Ferdinand of Aragon had gained little hold on the affections of the people of his wife's dominions, hence his position became one of extreme difficulty. His opponents urged the archduke to hasten his arrival in Spain and to assume the regency in the name of his invalid wife. Rumours that Louis XII. had accorded his son-in-law permission to traverse France at the head of a small army rendered the regency insecure, and to forestall the complication of a possible alliance between Philip and King Louis, Ferdinand, despite his advanced age and the recent death of his wife, asked the hand of a French princess, Germaine de Foix, in marriage, offering to settle the crown of Naples upon her descendants. To conciliate Philip, he proposed to share with him the regency. Upon the arrival of the latter at Coruña in the month of May, Martyr was chosen by the King to repair thither and obtain the archduke's adhesion to this proposal. That the latter had distinguished the Italian savant by admitting him to his intimacy during his former stay in Spain, did not save the mission from failure, and where Peter Martyr failed, Cardinal Ximenes was later equally unsuccessful. Ferdinand ended by yielding and, after a final interview with his son-in-law in Remesal, at which Peter Martyr was present, he left Spain on his way to Naples, the latter remaining with the mad queen to observe and report the course of events.

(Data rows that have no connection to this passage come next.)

use anyhow::Result;
use log::{info, warn};
use std::env;
use std::sync::Arc;
use teloxide::prelude::*;

use dealhunter::bot;
use dealhunter::catalog_config::CatalogConfig;
use dealhunter::query::CatalogQuery;
use dealhunter::store::{CatalogStore, StoreMode};

#[tokio::main]
async fn main() -> Result<()> {
    // Initialize logging
    env_logger::init();

    info!("Starting Deal Hunter Telegram Bot");

    // Load environment variables from .env file
    dotenv::dotenv().ok();

    // Get bot token from environment
    let bot_token = env::var("TELEGRAM_BOT_TOKEN").expect("TELEGRAM_BOT_TOKEN must be set");

    // Load all configured catalog sources; a broken source is skipped
    let config = CatalogConfig::from_env();
    info!("Loading catalog sources from {}", config.data_dir.display());
    let (store, failures) = CatalogStore::load(&config, StoreMode::PerSource);
    for failure in &failures {
        warn!("Source '{}' unavailable: {failure}", failure.source_key());
    }
    if store.sources().is_empty() {
        anyhow::bail!("No catalog sources could be loaded");
    }
    info!("Catalog ready with {} sources", store.sources().len());

    // The store is immutable from here on; handlers share it read-only
    let catalog = Arc::new(CatalogQuery::new(Arc::new(store)));

    // Initialize the bot
    let bot = Bot::new(bot_token);

    info!("Bot initialized, starting dispatcher");

    // Set up the dispatcher with the shared catalog
    let handler = dptree::entry()
        .branch(Update::filter_message().endpoint({
            let catalog = Arc::clone(&catalog);
            move |bot: Bot, msg: Message| {
                let catalog = Arc::clone(&catalog);
                async move { bot::message_handler(bot, msg, catalog).await }
            }
        }))
        .branch(Update::filter_callback_query().endpoint({
            let catalog = Arc::clone(&catalog);
            move |bot: Bot, q: CallbackQuery| {
                let catalog = Arc::clone(&catalog);
                async move { bot::callback_handler(bot, q, catalog).await }
            }
        }));

    Dispatcher::builder(bot, handler)
        .enable_ctrlc_handler()
        .build()
        .dispatch()
        .await;

    Ok(())
}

The sudden death of King Philip augmented the unrest throughout the country, for the disappearance of this ineffective sovereign left the state without even a nominal head. Ferdinand, who had reached Porto Fino when the news was brought to him, made no move to return, confident that the Castilians would soon be forced to invite him to resume the government; on the contrary, he tranquilly continued his journey to Naples. Rivals, he had none, for his grandson, Charles, was still a child, while the unfortunate Juana passed her time in celebrating funeral rites for her dead husband, whose coffin she carried about with her, opening it to contemplate the body, of which she continued to be so jealous that all women were kept rigorously at a distance. A provisional government, formed to act for her, consisted of Cardinal Ximenes, the Constable of Castile and the Duke of Najera, but inspired little confidence. Peter Martyr perceived that, besides Ferdinand, there was no one capable of restoring order and governing the state. He wrote repeatedly to the secretary, Perez Almazen, and to the King himself, urging the latter's speedy return as the country's only salvation from anarchy. Events proved the soundness of his judgment, for the mere news of the King's landing at Valencia sufficed to restore confidence; he resumed the regency unopposed and continued to govern Castile, in his daughter's name, until his own death.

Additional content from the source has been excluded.